I’ll be keeping track of the project and will post here when there’s news.
Cheryl Rofer
@The Simp in the Suit:
1. Climate change. Yes, this is what I see as the most likely “And then lots of people die” scenario. The Trumpies wanted the names of everyone who had attended professional meetings on the subject. Talk about a witch hunt.
2. Two scenarios here.
2a. A few months ago, I would have put losing fissile material at a very low probability. Given some of what has come out recently about the management at Los Alamos and a few other places, I can’t discount it. But it is a small probability, and nuclear weapons are too complex to be built in someone’s garage. Not clear whether Trump and Perry know that.
2b. The other part of your concern is Trump’s volatility. That worries me too, aside from questions of fissile material loss. We don’t know what would trigger him to use a nuclear weapon, and I don’t want to find out.
? ?? Goku (aka The Hope of the Universe) ? ?
@TenguPhule:
When they say the “people” are they referring to the those at the DOE or the People?
Jeffro
@Cheryl Rofer: super and thank you !
Jeffro
@sukabi: I know, right? Derrrrrrr
Cheryl Rofer
@Jeffro: You are welcome!
chris
Thank you, Cheryl.
TenguPhule
@? ?? Goku (aka The Hope of the Universe) ? ?: DOE
tybee
i worry because i live downstream from the savannah river plant and i hear those “containment” ponds leak.
J R in WV
Another “worry” is the underground landfill fire on the outskirts of St Louis, not that far from the Mississippi river. It’s partly a landfill with (illegally) radioactive waste in it, and the underground fire (which is mobile, traveling through the waste) is getting closer and closer to the radioactive waste they know about.
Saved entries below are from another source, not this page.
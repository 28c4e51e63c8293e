use crate::{AppState, handlers::auth};
use axum::{
    Router,
    routing::{get, post},
};

/// Public Router Module
///
/// Endpoints that must work without a token: the identity flow and the
/// load-balancer health check.
pub fn public_routes() -> Router<AppState> {
    Router::new()
        // GET /health
        // Returns "ok" as soon as the service is accepting requests.
        .route("/health", get(|| async { "ok" }))
        // POST /auth/register
        // Self-registration for producer and client accounts.
        .route("/auth/register", post(auth::register))
        // POST /auth/login
        .route("/auth/login", post(auth::login))
        // POST /auth/refresh
        // Only refresh tokens are accepted here.
        .route("/auth/refresh", post(auth::refresh))
}
//! Account operations shared by the auth, user and project handlers.

use crate::{
    auth::hash_password,
    config::BootstrapAdmin,
    error::{AppError, AppResult},
    models::{NewUser, Role, User},
    repository::Repository,
};

/// Emails are compared trimmed and lower-cased everywhere.
pub fn normalize_email(email: &str) -> AppResult<String> {
    let email = email.trim().to_lowercase();
    let valid = email
        .split_once('@')
        .is_some_and(|(local, domain)| !local.is_empty() && domain.contains('.') && !domain.ends_with('.'));
    if !valid {
        return Err(AppError::Validation(format!("Invalid email address '{email}'")));
    }
    Ok(email)
}

/// create_account
///
/// Inserts a new account after the duplicate check. `password` is hashed when
/// present; without one the account can never log in.
pub async fn create_account(
    repo: &dyn Repository,
    email: &str,
    full_name: Option<String>,
    password: Option<&str>,
    role: Role,
) -> AppResult<User> {
    let email = normalize_email(email)?;
    if repo.find_user_by_email(&email).await?.is_some() {
        return Err(AppError::Validation("Email already registered".to_string()));
    }

    let password_hash = match password {
        Some(p) if p.is_empty() => {
            return Err(AppError::Validation("Password must not be empty".to_string()));
        }
        Some(p) => Some(hash_password(p)?),
        None => None,
    };

    let user = repo
        .create_user(NewUser {
            email,
            full_name: full_name.filter(|n| !n.trim().is_empty()),
            role,
            password_hash,
        })
        .await?;

    tracing::info!(user_id = %user.id, role = ?user.role, "Account created");
    Ok(user)
}

/// ensure_client_account
///
/// Returns the client account registered under `email`, creating a
/// passwordless, active one when none exists. An existing account with any
/// other role is a conflict.
pub async fn ensure_client_account(repo: &dyn Repository, email: &str) -> AppResult<User> {
    let email = normalize_email(email)?;
    match repo.find_user_by_email(&email).await? {
        Some(user) if user.role == Role::Client => Ok(user),
        Some(_) => Err(AppError::Conflict(format!(
            "'{email}' belongs to an account that is not a client"
        ))),
        None => create_account(repo, &email, None, None, Role::Client).await,
    }
}

/// ensure_bootstrap_admin
///
/// Makes sure the configured admin exists. An existing account with that email
/// is left untouched whatever its role.
pub async fn ensure_bootstrap_admin(repo: &dyn Repository, admin: &BootstrapAdmin) -> AppResult<User> {
    let email = normalize_email(&admin.email)?;
    if let Some(existing) = repo.find_user_by_email(&email).await? {
        if existing.role != Role::Admin {
            tracing::warn!(email = %email, role = ?existing.role, "Bootstrap admin email belongs to a non-admin account");
        }
        return Ok(existing);
    }
    create_account(
        repo,
        &email,
        Some("Administrator".to_string()),
        Some(&admin.password),
        Role::Admin,
    )
    .await
}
No telling if there’s other glow-in-the-dark waste in the burning catastrophe underground. I don’t recall where I read about this particular slow disaster, but I’m sure Google would be your friend.
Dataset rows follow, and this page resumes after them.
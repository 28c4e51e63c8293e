use quality_tracker::{
    AppState,
    accounts::ensure_bootstrap_admin,
    config::{AppConfig, Env},
    create_router,
    mailer::{HttpMailRelay, LogMailer, MailerState},
    repository::{PostgresRepository, RepositoryState},
    storage::{S3StorageClient, StorageService, StorageState},
};
use sqlx::postgres::PgPoolOptions;
use std::sync::Arc;
use tokio::net::TcpListener;
use tracing_subscriber::{layer::SubscriberExt, util::SubscriberInitExt};

/// main
///
/// Loads configuration, sets up logging, connects and migrates the database,
/// wires storage and mail, then serves the router.
#[tokio::main]
async fn main() {
    // 1. Configuration (fail-fast on missing production secrets)
    dotenv::dotenv().ok();
    let config = AppConfig::load();

    // 2. Logging: RUST_LOG wins, otherwise sensible local defaults.
    let env_filter = tracing_subscriber::EnvFilter::try_from_default_env()
        .unwrap_or_else(|_| "quality_tracker=debug,tower_http=info,axum=trace".into());

    match config.env {
        Env::Local => {
            tracing_subscriber::registry()
                .with(env_filter)
                .with(tracing_subscriber::fmt::layer().pretty())
                .init();
        }
        Env::Production => {
            tracing_subscriber::registry()
                .with(env_filter)
                .with(tracing_subscriber::fmt::layer().json())
                .init();
        }
    }

    tracing::info!("Application starting in {:?} mode", config.env);

    // 3. Database
    let pool = PgPoolOptions::new()
        .max_connections(5)
        .connect(&config.db_url)
        .await
        .expect("FATAL: Failed to connect to Postgres. Check DATABASE_URL.");

    sqlx::migrate!("./migrations")
        .run(&pool)
        .await
        .expect("FATAL: Failed to apply database migrations.");

    let repo = Arc::new(PostgresRepository::new(pool)) as RepositoryState;

    if let Some(admin) = &config.bootstrap_admin {
        let user = ensure_bootstrap_admin(repo.as_ref(), admin)
            .await
            .expect("FATAL: Failed to ensure the bootstrap admin account.");
        tracing::info!(user_id = %user.id, "Bootstrap admin ready");
    }

    // 4. Storage (S3/MinIO)
    let s3_client = S3StorageClient::new(
        &config.s3_endpoint,
        &config.s3_region,
        &config.s3_key,
        &config.s3_secret,
        &config.s3_bucket,
    )
    .await;

    // LOCAL-ONLY: provision the MinIO bucket.
    if config.env == Env::Local {
        s3_client.ensure_bucket_exists().await;
    }
    let storage = Arc::new(s3_client) as StorageState;

    // 5. Mail
    let mailer: MailerState = match &config.mail_relay_url {
        Some(url) => Arc::new(HttpMailRelay::new(
            url,
            config.mail_relay_key.as_deref(),
            &config.mail_from,
        )),
        None => {
            tracing::info!("MAIL_RELAY_URL not set, notification mail is only logged");
            Arc::new(LogMailer)
        }
    };

    // 6. State, router, server
    let bind_addr = config.bind_addr.clone();
    let app = create_router(AppState {
        repo,
        storage,
        mailer,
        config,
    });

    let listener = TcpListener::bind(&bind_addr)
        .await
        .expect("FATAL: Failed to bind the HTTP listener. Check BIND_ADDR.");

    tracing::info!("Listening on {bind_addr}");
    tracing::info!("API Documentation (Swagger UI) available at: http://{bind_addr}/swagger-ui");

    axum::serve(listener, app)
        .await
        .expect("FATAL: HTTP server terminated unexpectedly.");
}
And of course low-wage people live all around this mess, and may have already been exposed to who-knows-what fumes from the chemical reactions taking place in a high-energy complex chemical environment like an industrial landfill not on the books. Anyone capable of forecasting the results of those chemical events would not be a scientist, they would be a majical predictor of the future…
I live just SW of a river where fishermen are encouraged to NOT eat their catch, because of the Agent Orange factory which dumped their chemical waste in unlined landfills AND in the river. Where the EPA and the DEP have decided NOT to dredge the contaminated sediment on the river bottom, but instead to cover it with a rock fill “cap” to keep it from escaping into the river water for the rest of time… forever into the future.
Amazeballs. What’s the half-life of dioxin, anyway??? Does it break down eventually? Are the break-down products themselves poisonous too? Does anyone know the answers to any of these questions? I know there isn’t much commercial interest in learning more about hazardous chemical substances regardless of their omnipresence around us. And in us.
Nonstick Teflon pans are leading to people dying around the DuPont factory(ies?) that produced chemicals used in the production of Teflon. At high temperatures Teflon produces poisonous brown fumes, somewhat high for a skillet, but who among us has not burnt up a perfectly good skillet once or twice?? Did you know NOT TO BREATH the fumes???
But the EPA is just in place to kill jobs and factories, we all know that, right?